Mais l’Ukraine n’est pas dans une situation normale et d’un point de vue macro, c’est une mauvaise nouvelle

puisque tout ce qui contraint l’économie de ce pays en guerre s’ajoute à un monceau de difficultés colossales.

Si on reste sur le domaine du commerce extérieur, cette décision européenne s’ajoute par exemple à la guerre tarifaire de Donald Trump

il faut se rappeler que la Maison blanche n’a imposé aucun droit de douane sur la Russie, alors que les droits de douane globaux sur les exportations ukrainiennes sont passées à 10%

et sur la métallurgie, sur ce qu’il reste du secteur metallurgique ukrainien, à 25%

Les exportations vers les Etats-Unis ne représentent que 2% du total des exportations ukrainiennes, donc là encore, rien de catastrophique

alors que 60% des exportations du pays vont vers l’Union européenne

mais ce sont des petites gouttes qui fragilisent encore un peu plus le tissu économique ukrainien.

le PIB, qui a connu une chute de 29% en 2022, connaît une croissance très modeste depuis, à 5% en 2023 et 3% en 2024

les prévisions de croissance sont d’à peine 2% pour 2025 et 2026.

dans le même temps, l’inflation vient d’excéder les prévisions de la Banque nationale, à presque 16%

En France, le pic de l’inflation en 2022 c’était 5%, ça vous donne un élément de comparaison

ça veut dire que l’économie ukrainienne peine vraiment à se remettre du choc de l’inflation,

et c’est assez normal puisque l’essentiel des ressources du pays sont dirigées vers l’effort de guerre

On vient d’avoir les chiffres: plus de 74% du budget d’Etat du premier trimestre a été alloué au secteur de la défense, c’est à dire 18 milliards d’euros

18 milliards d’euros, je ne veux pas vous assommer avec des chiffres, mais c’est à peu près ce que l’Ukraine a reçu en aide de ses partenaires étrangers en 2024.

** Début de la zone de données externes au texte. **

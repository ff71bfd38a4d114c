//! Inbound adapters: REST API and the event WebSocket

pub mod http;
pub mod ws;
//! Battery swap service
//!
//! Reads configuration from a TOML file (`SWAP_CONFIG`, or
//! ~/.config/swap-service/config.toml).

use tracing::{error, info};

use swap_service::server::{init_tracing, ServerHandle, ServerOptions};
use swap_service::{config_path_from_env, AppConfig};

#[tokio::main]
async fn main() -> Result<(), Box<dyn std::error::Error>> {
    // ── Load configuration ─────────────────────────────────────
    let config_path = config_path_from_env();
    let config = match AppConfig::load(&config_path) {
        Ok(cfg) => {
            init_tracing(&cfg);
            info!("Configuration loaded from {}", config_path.display());
            cfg
        }
        Err(e) => {
            let cfg = AppConfig::default();
            init_tracing(&cfg);
            error!("Failed to load config: {}. Using defaults.", e);
            cfg
        }
    };

    let handle = match ServerHandle::start(ServerOptions {
        config,
        auto_migrate: true,
    })
    .await
    {
        Ok(handle) => handle,
        Err(e) => {
            error!("Failed to start swap service: {}", e);
            return Err(e.into());
        }
    };

    handle.install_signal_handler();
    info!("🚀 Press Ctrl+C to shutdown gracefully.");

    handle.shutdown_signal().wait().await;
    handle.wait().await;

    Ok(())
}
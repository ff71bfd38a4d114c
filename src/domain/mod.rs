//! Domain layer
//!
//! Aggregates, their transition tables and repository interfaces.
//! Nothing here touches the database or the network.

pub mod booking;
pub mod events;
pub mod repositories;
pub mod subscription;
pub mod swap_transaction;

pub use booking::{Booking, BookingFilter, BookingRepository, BookingStatus, NewBooking, PaymentType};
pub use events::{Committed, Event, EventMessage};
pub use repositories::{DomainResult, RepositoryProvider};
pub use subscription::{
    NewPackagePlan, PackagePlan, PlanType, Subscription, SubscriptionRepository,
    SubscriptionStats, SubscriptionStatus,
};
pub use swap_transaction::{
    AmountScope, NewSwapTransaction, SwapTransaction, SwapTransactionRepository,
    SwapTransactionStatus,
};

pub use crate::shared::errors::DomainError;
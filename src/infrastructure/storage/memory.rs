//! In-memory repositories for development and testing
//!
//! Uniqueness rules and compare-and-set updates are serialized by a
//! per-repository async mutex, mirroring the guarantees the SQL store gets
//! from its unique indexes and conditional UPDATEs.

use std::sync::atomic::{AtomicI32, Ordering};

use async_trait::async_trait;
use chrono::{DateTime, Utc};
use dashmap::DashMap;
use tokio::sync::Mutex;

use crate::domain::booking::{Booking, BookingFilter, BookingRepository, BookingStatus};
use crate::domain::subscription::{
    ConsumeOutcome, PackagePlan, Subscription, SubscriptionRepository, SubscriptionStatus,
};
use crate::domain::swap_transaction::{
    AmountScope, SwapTransaction, SwapTransactionRepository, SwapTransactionStatus,
};
use crate::domain::{DomainError, DomainResult, RepositoryProvider};
use crate::shared::PaginationParams;

// ── Bookings ───────────────────────────────────────────────────

#[derive(Default)]
pub struct InMemoryBookingRepository {
    rows: DashMap<i32, Booking>,
    counter: AtomicI32,
    guard: Mutex<()>,
}

#[async_trait]
impl BookingRepository for InMemoryBookingRepository {
    async fn insert(&self, mut booking: Booking) -> DomainResult<Booking> {
        let _lock = self.guard.lock().await;
        if booking.status == BookingStatus::Pending
            && self.rows.iter().any(|b| {
                b.driver_id == booking.driver_id && b.status == BookingStatus::Pending
            })
        {
            return Err(DomainError::DriverHasPendingBooking(booking.driver_id));
        }
        booking.id = self.counter.fetch_add(1, Ordering::SeqCst) + 1;
        self.rows.insert(booking.id, booking.clone());
        Ok(booking)
    }

    async fn find_by_id(&self, id: i32) -> DomainResult<Option<Booking>> {
        Ok(self.rows.get(&id).map(|b| b.clone()))
    }

    async fn find_pending_for_driver(&self, driver_id: &str) -> DomainResult<Option<Booking>> {
        Ok(self
            .rows
            .iter()
            .find(|b| b.driver_id == driver_id && b.status == BookingStatus::Pending)
            .map(|b| b.clone()))
    }

    async fn update_if_status(
        &self,
        booking: &Booking,
        expected: BookingStatus,
    ) -> DomainResult<bool> {
        let _lock = self.guard.lock().await;
        match self.rows.get_mut(&booking.id) {
            Some(mut stored) if stored.status == expected => {
                // is_paid belongs to mark_paid; a stale copy must not reset it.
                stored.status = booking.status;
                stored.notes = booking.notes.clone();
                stored.payment_id = booking.payment_id.clone();
                stored.updated_at = booking.updated_at;
                Ok(true)
            }
            _ => Ok(false),
        }
    }

    async fn mark_paid(&self, id: i32, now: DateTime<Utc>) -> DomainResult<bool> {
        let _lock = self.guard.lock().await;
        match self.rows.get_mut(&id) {
            Some(mut stored) => Ok(stored.mark_paid(now)),
            None => Err(DomainError::not_found("Booking", id)),
        }
    }

    async fn search(
        &self,
        filter: &BookingFilter,
        pagination: PaginationParams,
    ) -> DomainResult<(Vec<Booking>, u64)> {
        let mut matched: Vec<Booking> = self
            .rows
            .iter()
            .filter(|b| filter.matches(b))
            .map(|b| b.clone())
            .collect();
        matched.sort_by(|a, b| b.scheduled_time.cmp(&a.scheduled_time).then(b.id.cmp(&a.id)));
        let total = matched.len() as u64;
        let page = matched
            .into_iter()
            .skip(pagination.offset() as usize)
            .take(pagination.limit as usize)
            .collect();
        Ok((page, total))
    }

    async fn find_overdue(&self, now: DateTime<Utc>, limit: u64) -> DomainResult<Vec<Booking>> {
        let mut overdue: Vec<Booking> = self
            .rows
            .iter()
            .filter(|b| b.is_overdue(now))
            .map(|b| b.clone())
            .collect();
        overdue.sort_by_key(|b| (b.scheduled_time, b.id));
        overdue.truncate(limit as usize);
        Ok(overdue)
    }

    async fn find_upcoming(
        &self,
        from: DateTime<Utc>,
        until: DateTime<Utc>,
    ) -> DomainResult<Vec<Booking>> {
        let mut upcoming: Vec<Booking> = self
            .rows
            .iter()
            .filter(|b| {
                b.status == BookingStatus::Confirm
                    && b.scheduled_time >= from
                    && b.scheduled_time <= until
            })
            .map(|b| b.clone())
            .collect();
        upcoming.sort_by_key(|b| (b.scheduled_time, b.id));
        Ok(upcoming)
    }

    async fn delete(&self, id: i32) -> DomainResult<bool> {
        let _lock = self.guard.lock().await;
        Ok(self.rows.remove(&id).is_some())
    }
}

// ── Swap transactions ──────────────────────────────────────────

#[derive(Default)]
pub struct InMemorySwapTransactionRepository {
    rows: DashMap<i32, SwapTransaction>,
    counter: AtomicI32,
    guard: Mutex<()>,
}

#[async_trait]
impl SwapTransactionRepository for InMemorySwapTransactionRepository {
    async fn insert(&self, mut tx: SwapTransaction) -> DomainResult<SwapTransaction> {
        let _lock = self.guard.lock().await;
        if self.rows.iter().any(|t| t.booking_id == tx.booking_id) {
            return Err(DomainError::DuplicateTransaction(tx.booking_id));
        }
        tx.id = self.counter.fetch_add(1, Ordering::SeqCst) + 1;
        self.rows.insert(tx.id, tx.clone());
        Ok(tx)
    }

    async fn find_by_id(&self, id: i32) -> DomainResult<Option<SwapTransaction>> {
        Ok(self.rows.get(&id).map(|t| t.clone()))
    }

    async fn find_by_booking(&self, booking_id: i32) -> DomainResult<Option<SwapTransaction>> {
        Ok(self
            .rows
            .iter()
            .find(|t| t.booking_id == booking_id)
            .map(|t| t.clone()))
    }

    async fn update_if_status(
        &self,
        tx: &SwapTransaction,
        expected: SwapTransactionStatus,
    ) -> DomainResult<bool> {
        let _lock = self.guard.lock().await;
        match self.rows.get_mut(&tx.id) {
            Some(mut stored) if stored.status == expected => {
                *stored = tx.clone();
                Ok(true)
            }
            _ => Ok(false),
        }
    }

    async fn sum_successful(&self, scope: &AmountScope) -> DomainResult<i64> {
        Ok(self
            .rows
            .iter()
            .filter(|t| t.status == SwapTransactionStatus::Success && scope.matches(t))
            .map(|t| t.amount)
            .sum())
    }

    async fn battery_history(&self, battery_id: &str) -> DomainResult<Vec<SwapTransaction>> {
        let mut history: Vec<SwapTransaction> = self
            .rows
            .iter()
            .filter(|t| t.involves_battery(battery_id))
            .map(|t| t.clone())
            .collect();
        history.sort_by(|a, b| b.created_at.cmp(&a.created_at).then(b.id.cmp(&a.id)));
        Ok(history)
    }

    async fn find_pending_before(
        &self,
        cutoff: DateTime<Utc>,
        limit: u64,
    ) -> DomainResult<Vec<SwapTransaction>> {
        let mut stuck: Vec<SwapTransaction> = self
            .rows
            .iter()
            .filter(|t| t.status == SwapTransactionStatus::Pending && t.created_at < cutoff)
            .map(|t| t.clone())
            .collect();
        stuck.sort_by_key(|t| (t.created_at, t.id));
        stuck.truncate(limit as usize);
        Ok(stuck)
    }

    async fn count_successful_for_subscription(&self, subscription_id: i32) -> DomainResult<u64> {
        Ok(self
            .rows
            .iter()
            .filter(|t| {
                t.status == SwapTransactionStatus::Success
                    && t.subscription_id == Some(subscription_id)
            })
            .count() as u64)
    }
}

// ── Subscriptions ──────────────────────────────────────────────

#[derive(Default)]
pub struct InMemorySubscriptionRepository {
    plans: DashMap<i32, PackagePlan>,
    rows: DashMap<i32, Subscription>,
    plan_counter: AtomicI32,
    counter: AtomicI32,
    guard: Mutex<()>,
}

#[async_trait]
impl SubscriptionRepository for InMemorySubscriptionRepository {
    async fn insert_plan(&self, mut plan: PackagePlan) -> DomainResult<PackagePlan> {
        plan.id = self.plan_counter.fetch_add(1, Ordering::SeqCst) + 1;
        self.plans.insert(plan.id, plan.clone());
        Ok(plan)
    }

    async fn find_plan(&self, id: i32) -> DomainResult<Option<PackagePlan>> {
        Ok(self.plans.get(&id).map(|p| p.clone()))
    }

    async fn list_plans(&self, include_inactive: bool) -> DomainResult<Vec<PackagePlan>> {
        let mut plans: Vec<PackagePlan> = self
            .plans
            .iter()
            .filter(|p| include_inactive || p.is_active)
            .map(|p| p.clone())
            .collect();
        plans.sort_by_key(|p| p.id);
        Ok(plans)
    }

    async fn set_plan_active(&self, id: i32, active: bool) -> DomainResult<bool> {
        match self.plans.get_mut(&id) {
            Some(mut plan) => {
                plan.is_active = active;
                Ok(true)
            }
            None => Ok(false),
        }
    }

    async fn insert(&self, mut subscription: Subscription) -> DomainResult<Subscription> {
        let _lock = self.guard.lock().await;
        if subscription.status == SubscriptionStatus::Active
            && self.rows.iter().any(|s| {
                s.user_id == subscription.user_id && s.status == SubscriptionStatus::Active
            })
        {
            return Err(DomainError::AlreadyHasActiveSubscription(subscription.user_id));
        }
        subscription.id = self.counter.fetch_add(1, Ordering::SeqCst) + 1;
        self.rows.insert(subscription.id, subscription.clone());
        Ok(subscription)
    }

    async fn find_by_id(&self, id: i32) -> DomainResult<Option<Subscription>> {
        Ok(self.rows.get(&id).map(|s| s.clone()))
    }

    async fn find_active_for_user(&self, user_id: &str) -> DomainResult<Option<Subscription>> {
        Ok(self
            .rows
            .iter()
            .find(|s| s.user_id == user_id && s.status == SubscriptionStatus::Active)
            .map(|s| s.clone()))
    }

    async fn history(&self, user_id: &str) -> DomainResult<Vec<Subscription>> {
        let mut subs: Vec<Subscription> = self
            .rows
            .iter()
            .filter(|s| s.user_id == user_id)
            .map(|s| s.clone())
            .collect();
        subs.sort_by(|a, b| b.created_at.cmp(&a.created_at).then(b.id.cmp(&a.id)));
        Ok(subs)
    }

    async fn consume_one(&self, id: i32, now: DateTime<Utc>) -> DomainResult<ConsumeOutcome> {
        let _lock = self.guard.lock().await;
        let Some(mut sub) = self.rows.get_mut(&id) else {
            return Ok(ConsumeOutcome::NotFound);
        };
        if sub.status != SubscriptionStatus::Active {
            return Ok(ConsumeOutcome::NotActive(sub.status));
        }
        if !sub.has_quota() {
            return Ok(ConsumeOutcome::Exhausted);
        }
        sub.used_swaps += 1;
        sub.updated_at = now;
        Ok(ConsumeOutcome::Consumed)
    }

    async fn update_status_if(
        &self,
        id: i32,
        expected: SubscriptionStatus,
        to: SubscriptionStatus,
        now: DateTime<Utc>,
    ) -> DomainResult<bool> {
        let _lock = self.guard.lock().await;
        match self.rows.get_mut(&id) {
            Some(mut sub) if sub.status == expected => {
                sub.status = to;
                sub.updated_at = now;
                Ok(true)
            }
            _ => Ok(false),
        }
    }

    async fn find_due_for_expiry(
        &self,
        now: DateTime<Utc>,
        limit: u64,
    ) -> DomainResult<Vec<Subscription>> {
        let mut due: Vec<Subscription> = self
            .rows
            .iter()
            .filter(|s| s.is_due_for_expiry(now))
            .map(|s| s.clone())
            .collect();
        due.sort_by_key(|s| (s.end_date, s.id));
        due.truncate(limit as usize);
        Ok(due)
    }

    async fn list_active(&self, after_id: i32, limit: u64) -> DomainResult<Vec<Subscription>> {
        let mut active: Vec<Subscription> = self
            .rows
            .iter()
            .filter(|s| s.status == SubscriptionStatus::Active && s.id > after_id)
            .map(|s| s.clone())
            .collect();
        active.sort_by_key(|s| s.id);
        active.truncate(limit as usize);
        Ok(active)
    }
}

// ── Provider ───────────────────────────────────────────────────

/// All in-memory repositories behind a single `RepositoryProvider`
#[derive(Default)]
pub struct InMemoryRepositoryProvider {
    bookings: InMemoryBookingRepository,
    swap_transactions: InMemorySwapTransactionRepository,
    subscriptions: InMemorySubscriptionRepository,
}

impl InMemoryRepositoryProvider {
    pub fn new() -> Self {
        Self::default()
    }
}

impl RepositoryProvider for InMemoryRepositoryProvider {
    fn bookings(&self) -> &dyn BookingRepository {
        &self.bookings
    }

    fn swap_transactions(&self) -> &dyn SwapTransactionRepository {
        &self.swap_transactions
    }

    fn subscriptions(&self) -> &dyn SubscriptionRepository {
        &self.subscriptions
    }
}

#[cfg(test)]
mod tests {
    use super::*;
    use crate::domain::booking::{NewBooking, PaymentType};

    fn new_booking(driver: &str) -> Booking {
        Booking::new(
            NewBooking {
                driver_id: driver.into(),
                station_id: "station-1".into(),
                battery_model_id: "BM-48V".into(),
                scheduled_time: Utc::now(),
                payment_type: PaymentType::PerSwap,
                package_id: None,
                notes: None,
            },
            Utc::now(),
        )
    }

    #[tokio::test]
    async fn transition_from_stale_copy_keeps_payment() {
        let repo = InMemoryBookingRepository::default();
        let stored = repo.insert(new_booking("driver-1")).await.unwrap();
        let mut stale = repo.find_by_id(stored.id).await.unwrap().unwrap();

        assert!(repo.mark_paid(stored.id, Utc::now()).await.unwrap());
        stale.confirm(Utc::now()).unwrap();
        assert!(repo.update_if_status(&stale, BookingStatus::Pending).await.unwrap());

        let current = repo.find_by_id(stored.id).await.unwrap().unwrap();
        assert_eq!(current.status, BookingStatus::Confirm);
        assert!(current.is_paid);
    }

    #[tokio::test]
    async fn second_pending_booking_is_rejected() {
        let repo = InMemoryBookingRepository::default();
        repo.insert(new_booking("driver-1")).await.unwrap();
        let err = repo.insert(new_booking("driver-1")).await.unwrap_err();
        assert_eq!(err, DomainError::DriverHasPendingBooking("driver-1".into()));
    }
}
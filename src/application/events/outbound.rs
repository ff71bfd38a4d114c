//! Outbound event delivery
//!
//! Services hand back committed events; handlers and jobs enqueue them here.
//! A background worker drains the queue and delivers every message to each
//! registered sink with exponential backoff. Delivery is at-least-once per
//! sink and never blocks or fails the request that produced the event.

use std::sync::Arc;

use async_trait::async_trait;
use thiserror::Error;
use tokio::sync::mpsc;
use tokio::task::JoinHandle;
use tracing::{debug, error, info};

use super::types::{Committed, Event, EventMessage};
use crate::shared::shutdown::ShutdownSignal;
use crate::shared::utills::retry::{retry_with_backoff, RetryConfig};

#[derive(Debug, Clone, Error, PartialEq, Eq)]
pub enum DeliveryError {
    #[error("transient delivery failure: {0}")]
    Transient(String),

    #[error("permanent delivery failure: {0}")]
    Permanent(String),
}

impl DeliveryError {
    pub fn is_retryable(&self) -> bool {
        matches!(self, Self::Transient(_))
    }
}

/// A consumer of lifecycle events (notification transport, audit log, ...)
#[async_trait]
pub trait EventSink: Send + Sync {
    fn name(&self) -> &str;

    async fn deliver(&self, message: &EventMessage) -> Result<(), DeliveryError>;
}

/// Queue handle. Cheap to clone; all clones feed the same worker.
#[derive(Clone)]
pub struct OutboundDispatcher {
    sender: mpsc::UnboundedSender<EventMessage>,
}

impl OutboundDispatcher {
    /// Spawn the delivery worker.
    ///
    /// The worker stops after the shutdown signal fires and the queue has
    /// been drained, or when every dispatcher handle is dropped.
    pub fn start(
        sinks: Vec<Arc<dyn EventSink>>,
        retry: RetryConfig,
        shutdown: ShutdownSignal,
    ) -> (Self, JoinHandle<()>) {
        let (sender, receiver) = mpsc::unbounded_channel();
        let handle = tokio::spawn(run_worker(receiver, sinks, retry, shutdown));
        (Self { sender }, handle)
    }

    pub fn dispatch(&self, events: Vec<Event>) {
        for event in events {
            let message = EventMessage::new(event);
            let event_type = message.event.event_type();
            if self.sender.send(message).is_err() {
                error!(event_type, "Outbound worker stopped, event dropped");
                metrics::counter!("outbound_delivery_failures_total", "sink" => "queue")
                    .increment(1);
            }
        }
    }

    /// Enqueue the events of a committed change and return its value.
    pub fn emit<T>(&self, committed: Committed<T>) -> T {
        let (value, events) = committed.into_parts();
        self.dispatch(events);
        value
    }
}

async fn run_worker(
    mut receiver: mpsc::UnboundedReceiver<EventMessage>,
    sinks: Vec<Arc<dyn EventSink>>,
    retry: RetryConfig,
    shutdown: ShutdownSignal,
) {
    info!(sinks = sinks.len(), "📤 Outbound dispatcher started");

    loop {
        tokio::select! {
            message = receiver.recv() => {
                match message {
                    Some(message) => deliver_to_all(&sinks, &retry, &message).await,
                    None => break,
                }
            }
            _ = shutdown.notified().wait() => {
                // Flush whatever was committed before shutdown.
                receiver.close();
                while let Some(message) = receiver.recv().await {
                    deliver_to_all(&sinks, &retry, &message).await;
                }
                break;
            }
        }
    }

    info!("📤 Outbound dispatcher stopped");
}

async fn deliver_to_all(sinks: &[Arc<dyn EventSink>], retry: &RetryConfig, message: &EventMessage) {
    let event_type = message.event.event_type();
    for sink in sinks {
        let target: &dyn EventSink = sink.as_ref();
        let result = retry_with_backoff(
            retry.clone(),
            move || target.deliver(message),
            DeliveryError::is_retryable,
            "deliver_event",
        )
        .await;

        match result {
            Ok(()) => debug!(sink = sink.name(), event_type, message_id = %message.id, "Event delivered"),
            Err(e) => {
                error!(
                    sink = sink.name(),
                    event_type,
                    message_id = %message.id,
                    error = %e,
                    "Event delivery failed"
                );
                metrics::counter!("outbound_delivery_failures_total", "sink" => sink.name().to_string())
                    .increment(1);
            }
        }
    }
}

#[cfg(test)]
mod tests {
    use super::*;
    use crate::domain::events::BookingEvent;
    use chrono::Utc;
    use std::sync::atomic::{AtomicU32, Ordering};
    use std::time::Duration;
    use tokio::sync::Mutex;

    #[derive(Default)]
    struct RecordingSink {
        seen: Mutex<Vec<String>>,
        failures_left: AtomicU32,
    }

    #[async_trait]
    impl EventSink for RecordingSink {
        fn name(&self) -> &str {
            "recording"
        }

        async fn deliver(&self, message: &EventMessage) -> Result<(), DeliveryError> {
            if self
                .failures_left
                .fetch_update(Ordering::SeqCst, Ordering::SeqCst, |n| n.checked_sub(1))
                .is_ok()
            {
                return Err(DeliveryError::Transient("broker unavailable".into()));
            }
            self.seen.lock().await.push(message.event.event_type().to_string());
            Ok(())
        }
    }

    fn fast_retry() -> RetryConfig {
        RetryConfig {
            max_attempts: 3,
            initial_delay: Duration::from_millis(1),
            backoff_multiplier: 2.0,
            max_delay: Duration::from_millis(5),
        }
    }

    fn paid_event() -> Event {
        Event::BookingPaid(BookingEvent {
            booking_id: 1,
            driver_id: "driver-1".into(),
            station_id: "station-1".into(),
            status: "CONFIRM".into(),
            scheduled_time: Utc::now(),
            payment_id: None,
            timestamp: Utc::now(),
        })
    }

    #[tokio::test]
    async fn transient_failures_are_retried() {
        let sink = Arc::new(RecordingSink {
            failures_left: AtomicU32::new(2),
            ..Default::default()
        });
        let shutdown = ShutdownSignal::new();
        let (dispatcher, handle) =
            OutboundDispatcher::start(vec![sink.clone() as Arc<dyn EventSink>], fast_retry(), shutdown.clone());

        let value = dispatcher.emit(Committed::new(7).with_event(paid_event()));
        assert_eq!(value, 7);

        shutdown.trigger();
        tokio::time::timeout(Duration::from_secs(1), handle)
            .await
            .expect("worker did not stop")
            .unwrap();

        assert_eq!(*sink.seen.lock().await, vec!["booking_paid".to_string()]);
    }

    #[tokio::test]
    async fn worker_stops_when_all_handles_dropped() {
        let sink = Arc::new(RecordingSink::default());
        let (dispatcher, handle) =
            OutboundDispatcher::start(vec![sink.clone() as Arc<dyn EventSink>], fast_retry(), ShutdownSignal::new());
        dispatcher.dispatch(vec![paid_event(), paid_event()]);
        drop(dispatcher);
        tokio::time::timeout(Duration::from_secs(1), handle)
            .await
            .expect("worker did not stop")
            .unwrap();
        assert_eq!(sink.seen.lock().await.len(), 2);
    }
}
/// Pagination query parameters
#[derive(Debug, Clone, Copy)]
pub struct PaginationParams {
    pub page: u32,
    pub limit: u32,
}

impl PaginationParams {
    /// Clamp to page >= 1 and 1 <= limit <= 100.
    pub fn normalized(page: u32, limit: u32) -> Self {
        Self {
            page: page.max(1),
            limit: limit.clamp(1, 100),
        }
    }

    pub fn offset(&self) -> u64 {
        (self.page.saturating_sub(1) as u64) * self.limit as u64
    }
}

impl Default for PaginationParams {
    fn default() -> Self {
        Self { page: 1, limit: 50 }
    }
}

/// Paginated result wrapper
#[derive(Debug)]
pub struct PaginatedResult<T> {
    pub items: Vec<T>,
    pub total: u64,
    pub page: u32,
    pub limit: u32,
    pub total_pages: u32,
}

impl<T> PaginatedResult<T> {
    pub fn new(items: Vec<T>, total: u64, page: u32, limit: u32) -> Self {
        let total_pages = ((total as f64) / (limit.max(1) as f64)).ceil() as u32;
        Self {
            items,
            total,
            page,
            limit,
            total_pages,
        }
    }

    pub fn map<U>(self, f: impl FnMut(T) -> U) -> PaginatedResult<U> {
        PaginatedResult {
            items: self.items.into_iter().map(f).collect(),
            total: self.total,
            page: self.page,
            limit: self.limit,
            total_pages: self.total_pages,
        }
    }
}

#[cfg(test)]
mod tests {
    use super::*;

    #[test]
    fn total_pages_rounds_up() {
        let page = PaginatedResult::new(vec![1, 2], 101, 1, 50);
        assert_eq!(page.total_pages, 3);
    }

    #[test]
    fn normalized_clamps_bounds() {
        let p = PaginationParams::normalized(0, 1000);
        assert_eq!(p.page, 1);
        assert_eq!(p.limit, 100);
        assert_eq!(PaginationParams::normalized(3, 20).offset(), 40);
    }
}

donc ça vous donne une idée de la situation très difficile dans laquelle se trouve l’Ukraine.

Et en plus, cette aide internationale, tout ne vient pas sous forme de dons comme l’a répété à qui voulait l’entendre Donald Trump

la plupart, ce sont des prêts

et il y a 3 jours, le 9 juin, l’Ukraine a procédé au premier versement de remboursement de ses nombreuses dettes depuis 2022.

c’était 171 millions de dollars pour le FMI - encore une fois, rien de catastrophique, c’est un montant relativement modeste, mais c’est une pression en plus sur le pays.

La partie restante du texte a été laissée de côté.